Yeah my housing looks like this, so I’m a bit worried it will need a lot of washers/longer bolts etc.
Posted 22 May 2021 - 08:59 PM
Posted 23 May 2021 - 09:02 AM
If you are going to add a stabiliser at the Rad end then get the DSN one don’t bother with any of the others they are just a pain and are crap.
https://www.dsnclass...-big-bore-long/
don’t forget the spacer that is mentioned in the text.
Posted 25 May 2021 - 12:00 PM
Do I need to drop the engine/subframe to replace the front-rear subframe mounts? Or can I just jack the body up, and hope I can wiggle the old mounts out?
thanks
Posted 25 May 2021 - 12:46 PM
I've done them without loosening the tower bolts, by having two people; one tries to put bolts through the holes, while the other levers with a screwdriver/tire iron.
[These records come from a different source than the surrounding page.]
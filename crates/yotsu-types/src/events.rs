use serde::{Deserialize, Serialize};
use thiserror::Error;

use crate::models::{Channel, ChannelRole, ChannelType, Member, Message};
use crate::timestamp;
use crate::{ChannelId, MessageId, UserId};

/// Server frame as it arrives on the socket: `{type, data, metadata}`.
/// `metadata` is not consumed by the client.
#[derive(Debug, Deserialize)]
struct Envelope {
    #[serde(rename = "type")]
    kind: String,
    #[serde(default)]
    data: serde_json::Value,
}

#[derive(Debug, Error)]
pub enum EventDecodeError {
    #[error("frame is not a gateway envelope: {0}")]
    Envelope(#[source] serde_json::Error),

    #[error("unknown event kind '{0}'")]
    UnknownKind(String),

    #[error("malformed '{kind}' payload: {source}")]
    Payload {
        kind: String,
        #[source]
        source: serde_json::Error,
    },

    #[error("presence payload must carry either online_users or user_id and status")]
    AmbiguousPresence,
}

/// Pushed change, decoded once at the transport boundary.
#[derive(Debug, Clone, PartialEq)]
pub enum LiveEvent {
    /// First frame after the socket is accepted
    ConnectionReady { connection_id: String },

    /// Full list of currently online users; replaces local presence
    PresenceSnapshot { online_users: Vec<UserId> },

    /// A single user came online or went offline
    PresenceChanged { user_id: UserId, online: bool },

    MemberJoined(MemberEvent),
    MemberLeft(MemberEvent),

    ChannelUpdated {
        channel_id: ChannelId,
        name: Option<String>,
        kind: ChannelType,
    },

    /// A channel was created with its initial members
    ChannelInit { channel: Channel, members: Vec<Member> },

    MessageCreated(Message),
    MessageUpdated(MessageEdit),
    MessageDeleted {
        message_id: MessageId,
        channel_id: ChannelId,
    },

    /// A thread parent with replies was deleted; it stays as a tombstone
    MessageSoftDeleted {
        message_id: MessageId,
        channel_id: ChannelId,
    },

    ReactionAdded(ReactionEvent),
    ReactionRemoved(ReactionEvent),

    RoleUpdated {
        channel_id: ChannelId,
        user_id: UserId,
        role: ChannelRole,
    },

    /// The previous owner of a private channel is now an admin
    OwnershipTransferred {
        channel_id: ChannelId,
        new_owner_id: UserId,
        previous_owner_id: UserId,
    },

    SystemError { code: i64, message: String },

    Ping,
    Pong,
}

#[derive(Debug, Clone, PartialEq, Deserialize)]
pub struct MemberEvent {
    pub channel_id: ChannelId,
    pub user_id: UserId,
    pub display_name: String,
    #[serde(default)]
    pub role: Option<ChannelRole>,
}

#[derive(Debug, Clone, PartialEq, Deserialize)]
pub struct MessageEdit {
    pub message_id: MessageId,
    #[serde(default)]
    pub channel_id: Option<ChannelId>,
    pub content: String,
    #[serde(default, alias = "updated_at", with = "timestamp::option")]
    pub edited_at: Option<chrono::DateTime<chrono::Utc>>,
}

#[derive(Debug, Clone, PartialEq, Deserialize)]
pub struct ReactionEvent {
    pub message_id: MessageId,
    pub emoji: String,
    pub user_id: UserId,
}

#[derive(Debug, Deserialize)]
struct ConnectionData {
    connection_id: String,
}

#[derive(Debug, Deserialize)]
#[serde(rename_all = "lowercase")]
enum PresenceStatus {
    Online,
    Offline,
}

#[derive(Debug, Deserialize)]
struct PresenceData {
    #[serde(default)]
    user_id: Option<UserId>,
    #[serde(default)]
    status: Option<PresenceStatus>,
    #[serde(default)]
    online_users: Option<Vec<UserId>>,
}

#[derive(Debug, Deserialize)]
struct ChannelUpdateData {
    channel_id: ChannelId,
    #[serde(default)]
    name: Option<String>,
    #[serde(rename = "type")]
    kind: ChannelType,
}

#[derive(Debug, Deserialize)]
struct ChannelInitData {
    channel_id: ChannelId,
    #[serde(default)]
    name: Option<String>,
    #[serde(rename = "type")]
    kind: ChannelType,
    #[serde(default)]
    members: Vec<Member>,
}

#[derive(Debug, Deserialize)]
struct MessageRef {
    message_id: MessageId,
    channel_id: ChannelId,
}

#[derive(Debug, Deserialize)]
struct RoleData {
    channel_id: ChannelId,
    user_id: UserId,
    role: ChannelRole,
}

#[derive(Debug, Deserialize)]
struct OwnershipData {
    channel_id: ChannelId,
    new_owner_id: UserId,
    previous_owner_id: UserId,
}

#[derive(Debug, Deserialize)]
struct SystemErrorData {
    code: i64,
    message: String,
}

impl LiveEvent {
    /// Decode one text frame.
    pub fn decode(text: &str) -> Result<Self, EventDecodeError> {
        let envelope: Envelope = serde_json::from_str(text).map_err(EventDecodeError::Envelope)?;
        let Envelope { kind, data } = envelope;

        fn payload<T: for<'de> Deserialize<'de>>(
            kind: &str,
            data: serde_json::Value,
        ) -> Result<T, EventDecodeError> {
            serde_json::from_value(data).map_err(|source| EventDecodeError::Payload {
                kind: kind.to_string(),
                source,
            })
        }

        let event = match kind.as_str() {
            "connection_id" => {
                let d: ConnectionData = payload(&kind, data)?;
                Self::ConnectionReady {
                    connection_id: d.connection_id,
                }
            }
            "presence" => {
                let d: PresenceData = payload(&kind, data)?;
                match (d.user_id, d.status, d.online_users) {
                    (None, None, Some(online_users)) => Self::PresenceSnapshot { online_users },
                    (Some(user_id), Some(status), None) => Self::PresenceChanged {
                        user_id,
                        online: matches!(status, PresenceStatus::Online),
                    },
                    _ => return Err(EventDecodeError::AmbiguousPresence),
                }
            }
            "member.joined" => Self::MemberJoined(payload(&kind, data)?),
            "member.left" => Self::MemberLeft(payload(&kind, data)?),
            "channel.update" => {
                let d: ChannelUpdateData = payload(&kind, data)?;
                Self::ChannelUpdated {
                    channel_id: d.channel_id,
                    name: d.name,
                    kind: d.kind,
                }
            }
            "channel.init" => {
                let d: ChannelInitData = payload(&kind, data)?;
                Self::ChannelInit {
                    channel: Channel {
                        channel_id: d.channel_id,
                        name: d.name,
                        kind: d.kind,
                        created_at: None,
                    },
                    members: d.members,
                }
            }
            "message.created" => Self::MessageCreated(payload(&kind, data)?),
            "message.updated" => Self::MessageUpdated(payload(&kind, data)?),
            "message.deleted" => {
                let d: MessageRef = payload(&kind, data)?;
                Self::MessageDeleted {
                    message_id: d.message_id,
                    channel_id: d.channel_id,
                }
            }
            "message.soft_deleted" => {
                let d: MessageRef = payload(&kind, data)?;
                Self::MessageSoftDeleted {
                    message_id: d.message_id,
                    channel_id: d.channel_id,
                }
            }
            "reaction.added" => Self::ReactionAdded(payload(&kind, data)?),
            "reaction.removed" => Self::ReactionRemoved(payload(&kind, data)?),
            "role.update" => {
                let d: RoleData = payload(&kind, data)?;
                Self::RoleUpdated {
                    channel_id: d.channel_id,
                    user_id: d.user_id,
                    role: d.role,
                }
            }
            "role.ownership_transferred" => {
                let d: OwnershipData = payload(&kind, data)?;
                Self::OwnershipTransferred {
                    channel_id: d.channel_id,
                    new_owner_id: d.new_owner_id,
                    previous_owner_id: d.previous_owner_id,
                }
            }
            "system.error" => {
                let d: SystemErrorData = payload(&kind, data)?;
                Self::SystemError {
                    code: d.code,
                    message: d.message,
                }
            }
            "ping" => Self::Ping,
            "pong" => Self::Pong,
            _ => return Err(EventDecodeError::UnknownKind(kind)),
        };

        Ok(event)
    }

    /// Returns the channel_id if this event is scoped to a specific channel.
    pub fn channel_id(&self) -> Option<ChannelId> {
        match self {
            Self::MemberJoined(e) | Self::MemberLeft(e) => Some(e.channel_id),
            Self::ChannelUpdated { channel_id, .. }
            | Self::MessageDeleted { channel_id, .. }
            | Self::MessageSoftDeleted { channel_id, .. }
            | Self::RoleUpdated { channel_id, .. }
            | Self::OwnershipTransferred { channel_id, .. } => Some(*channel_id),
            Self::ChannelInit { channel, .. } => Some(channel.channel_id),
            Self::MessageCreated(m) => Some(m.channel_id),
            Self::MessageUpdated(e) => e.channel_id,
            _ => None,
        }
    }
}

/// Commands sent FROM client TO server over WebSocket.
#[derive(Debug, Clone, PartialEq, Serialize, Deserialize)]
#[serde(tag = "type", content = "data", rename_all = "lowercase")]
pub enum GatewayCommand {
    Ping,
    Pong,
    /// Receive channel-scoped events for this channel
    Subscribe { channel_id: ChannelId },
    Unsubscribe { channel_id: ChannelId },
}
There's often quite a bit of force on them in situ, so it's not an easy job by yourself. Don't hammer any bolts through as you'll damage the thread.
Posted 09 June 2021 - 08:52 PM
Posted 24 May 2022 - 11:21 AM
Do I need to drop the engine/subframe to replace the front-rear subframe mounts? Or can I just jack the body up, and hope I can wiggle the old mounts out?
thanks
A bit late but...
When i let the clutch in on gear changes the was a bang. It turned out the lower engine steady bar had failed at one of the ends. It looked fine in situ but with a bit of prying you could see where it had broken off at one end.
As standard i think there are two engine steadies, one on the top at the flywheel end and the other below at the water pump end of the engine.
I replaced that the lower one and added one on the other side. i didn't bother with the thermostat end top engine steady because of the extra work involved, instead of just bolting something on.